**Problem**: Write out the stretch of lines below that begins at the line with "let mut four = frame.clone();" and ends at the line with "5, 6]), None);", including both, exactly as given and nothing more.

**Data provided**:
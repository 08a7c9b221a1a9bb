//! Lossless rotation by multiples of 90 degrees with optional horizontal flip.

use serde::{Deserialize, Serialize};

use crate::decoder::{bit_at, pack_bits, FrameData, FrameSource, RasterFrame};
use crate::error::{BlackoutError, Result};

use super::{output_format, Canvas, PixelBuffer};

/// Clockwise rotation.
#[derive(Debug, Clone, Copy, PartialEq, Eq, Default, Serialize, Deserialize)]
pub enum Rotation {
    /// No rotation.
    #[default]
    None,
    /// 90 degrees clockwise.
    Clockwise90,
    /// 180 degrees.
    Rotate180,
    /// 270 degrees clockwise.
    Clockwise270,
}

impl Rotation {
    /// Parse a clockwise angle; negative angles rotate counter-clockwise.
    pub fn from_degrees(degrees: i32) -> Result<Self> {
        if degrees % 90 != 0 {
            return Err(BlackoutError::InvalidRequest(format!(
                "rotation of {} degrees is not a multiple of 90",
                degrees
            )));
        }
        Ok(match degrees.rem_euclid(360) {
            0 => Rotation::None,
            90 => Rotation::Clockwise90,
            180 => Rotation::Rotate180,
            _ => Rotation::Clockwise270,
        })
    }

    /// Clockwise angle in degrees.
    pub fn degrees(self) -> i32 {
        match self {
            Rotation::None => 0,
            Rotation::Clockwise90 => 90,
            Rotation::Rotate180 => 180,
            Rotation::Clockwise270 => 270,
        }
    }

    /// Whether rows and columns swap.
    pub fn swaps_dimensions(self) -> bool {
        matches!(self, Rotation::Clockwise90 | Rotation::Clockwise270)
    }

    /// Output (width, height) for an input of `width` x `height`.
    pub fn output_size(self, width: usize, height: usize) -> (usize, usize) {
        if self.swaps_dimensions() {
            (height, width)
        } else {
            (width, height)
        }
    }

    /// Input (row, column) shown at output (`row`, `column`).
    pub fn source_position(self, row: usize, column: usize, width: usize, height: usize, flip: bool) -> (usize, usize) {
        let (out_width, _) = self.output_size(width, height);
        let column = if flip { out_width - 1 - column } else { column };
        match self {
            Rotation::None => (row, column),
            Rotation::Clockwise90 => (height - 1 - column, row),
            Rotation::Rotate180 => (height - 1 - row, width - 1 - column),
            Rotation::Clockwise270 => (column, width - 1 - row),
        }
    }
}

fn remap<T: Copy>(values: &[T], channels: usize, width: usize, height: usize, rotation: Rotation, flip: bool) -> Vec<T> {
    let (out_width, out_height) = rotation.output_size(width, height);
    let mut out = Vec::with_capacity(values.len());
    for row in 0..out_height {
        for column in 0..out_width {
            let (r, c) = rotation.source_position(row, column, width, height, flip);
            let base = (r * width + c) * channels;
            out.extend_from_slice(&values[base..base + channels]);
        }
    }
    out
}

impl RasterFrame {
    /// Rotate and optionally flip this frame. The value range is unchanged.
    pub fn rotated(&self, rotation: Rotation, flip: bool) -> RasterFrame {
        let (w, h) = (self.width() as usize, self.height() as usize);
        let data = match self.data() {
            FrameData::Bit1(bits) => {
                let unpacked: Vec<u8> = (0..w * h).map(|i| bit_at(bits, i)).collect();
                let rotated = remap(&unpacked, 1, w, h, rotation, flip);
                FrameData::Bit1(pack_bits(rotated.iter().map(|&b| b != 0), w * h))
            }
            FrameData::U8(v) => FrameData::U8(remap(v, 1, w, h, rotation, flip)),
            FrameData::S8(v) => FrameData::S8(remap(v, 1, w, h, rotation, flip)),
            FrameData::U16(v) => FrameData::U16(remap(v, 1, w, h, rotation, flip)),
            FrameData::S16(v) => FrameData::S16(remap(v, 1, w, h, rotation, flip)),
            FrameData::F32(v) => FrameData::F32(remap(v, 1, w, h, rotation, flip)),
            FrameData::F64(v) => FrameData::F64(remap(v, 1, w, h, rotation, flip)),
            FrameData::Rgb8(v) => FrameData::Rgb8(remap(v, 3, w, h, rotation, flip)),
        };
        let (out_w, out_h) = rotation.output_size(w, h);
        RasterFrame::new(out_w as u32, out_h as u32, data, self.value_range())
    }
}

/// Rotate and optionally flip every frame of `source`.
///
/// Produces new pixel bytes and a descriptor with rows and columns swapped for
/// 90 and 270 degrees. Bit widths narrow the same way redaction output does.
pub fn rotate_and_flip(source: &mut FrameSource, rotation: Rotation, flip: bool) -> Result<PixelBuffer> {
    let mut format = output_format(source.format())?;
    if rotation.swaps_dimensions() {
        std::mem::swap(&mut format.rows, &mut format.columns);
    }

    let mut bytes = Vec::with_capacity(format.bits_per_frame() / 8 * source.frame_count());
    for index in 0..source.frame_count() {
        let frame = source.frame(index)?;
        super::check_frame(&frame, source.format())?;
        let rotated = frame.rotated(rotation, flip);
        Canvas::from_frame(&rotated).write(&format, &mut bytes);
    }
    log::info!(
        "Rotated {} frame(s) by {} degrees{}",
        source.frame_count(),
        rotation.degrees(),
        if flip { " with flip" } else { "" }
    );
    Ok(PixelBuffer { bytes, format })
}

#[cfg(test)]
mod tests {
    use super::*;
    use crate::decoder::PixelSource;
    use crate::format::PixelFormatDescriptor;

    fn frame_2x3() -> RasterFrame {
        // 1 2 3
        // 4 5 6
        RasterFrame::new(3, 2, FrameData::U8(vec![1, 2, 3, 4, 5, 6]), None)
    }

    fn values(frame: &RasterFrame) -> Vec<u8> {
        match frame.data() {
            FrameData::U8(v) => v.clone(),
            other => panic!("unexpected {:?}", other.type_name()),
        }
    }

    #[test]
    fn test_rotation_cases() {
        let frame = frame_2x3();
        let cw = frame.rotated(Rotation::Clockwise90, false);
        assert_eq!((cw.width(), cw.height()), (2, 3));
        assert_eq!(values(&cw), vec![4, 1, 5, 2, 6, 3]);

        let half = frame.rotated(Rotation::Rotate180, false);
        assert_eq!(values(&half), vec![6, 5, 4, 3, 2, 1]);

        let ccw = frame.rotated(Rotation::Clockwise270, false);
        assert_eq!(values(&ccw), vec![3, 6, 2, 5, 1, 4]);

        let flipped = frame.rotated(Rotation::None, true);
        assert_eq!(values(&flipped), vec![3, 2, 1, 6, 5, 4]);
    }

    #[test]
    fn test_rotation_involutions() {
        let frame = frame_2x3();
        let mut four = frame.clone();
        for _ in 0..4 {
            four = four.rotated(Rotation::Clockwise90, false);
        }
        assert_eq!(four, frame);
        let twice = frame
            .rotated(Rotation::Rotate180, false)
            .rotated(Rotation::Rotate180, false);
        assert_eq!(twice, frame);
    }

    #[test]
    fn test_bit1_and_rgb_rotation() {
        let bits = RasterFrame::new(2, 1, FrameData::Bit1(vec![0b01]), None);
        let rotated = bits.rotated(Rotation::Clockwise90, false);
        assert_eq!((rotated.width(), rotated.height()), (1, 2));
        assert_eq!(rotated.int_sample(0, 0), 1);
        assert_eq!(rotated.int_sample(1, 0), 0);

        let rgb = RasterFrame::new(2, 1, FrameData::Rgb8(vec![1, 2, 3, 4, 5, 6]), None);
        let rotated = rgb.rotated(Rotation::Rotate180, false);
        assert_eq!(rotated.data(), &FrameData::Rgb8(vec![4, 5, 6, 1, 2, 3]));
    }

    #[test]
    fn test_from_degrees() {
        assert_eq!(Rotation::from_degrees(-90).unwrap(), Rotation::Clockwise270);
        assert_eq!(Rotation::from_degrees(450).unwrap(), Rotation::Clockwise90);
        assert!(matches!(Rotation::from_degrees(45), Err(BlackoutError::InvalidRequest(_))));
    }

    #[test]
    fn test_rotate_source_swaps_geometry() {
        let format = PixelFormatDescriptor::grayscale(2, 3, 8).unwrap().with_frames(2);
        let bytes = vec![1, 2, 3, 4, 5, 6, 7, 8, 9, 10, 11, 12];
        let mut source = FrameSource::decode(PixelSource::Bytes(bytes), format).unwrap();
        let rotated = rotate_and_flip(&mut source, Rotation::Clockwise90, false).unwrap();
        assert_eq!((rotated.format.rows, rotated.format.columns), (3, 2));
        assert_eq!(rotated.bytes, vec![4, 1, 5, 2, 6, 3, 10, 7, 11, 8, 12, 9]);
    }
}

**Reply**:
        let mut four = frame.clone();
        for _ in 0..4 {
            four = four.rotated(Rotation::Clockwise90, false);
        }
        assert_eq!(four, frame);
        let twice = frame
            .rotated(Rotation::Rotate180, false)
            .rotated(Rotation::Rotate180, false);
        assert_eq!(twice, frame);
    }

    #[test]
    fn test_bit1_and_rgb_rotation() {
        let bits = RasterFrame::new(2, 1, FrameData::Bit1(vec![0b01]), None);
        let rotated = bits.rotated(Rotation::Clockwise90, false);
        assert_eq!((rotated.width(), rotated.height()), (1, 2));
        assert_eq!(rotated.int_sample(0, 0), 1);
        assert_eq!(rotated.int_sample(1, 0), 0);

        let rgb = RasterFrame::new(2, 1, FrameData::Rgb8(vec![1, 2, 3, 4, 5, 6]), None);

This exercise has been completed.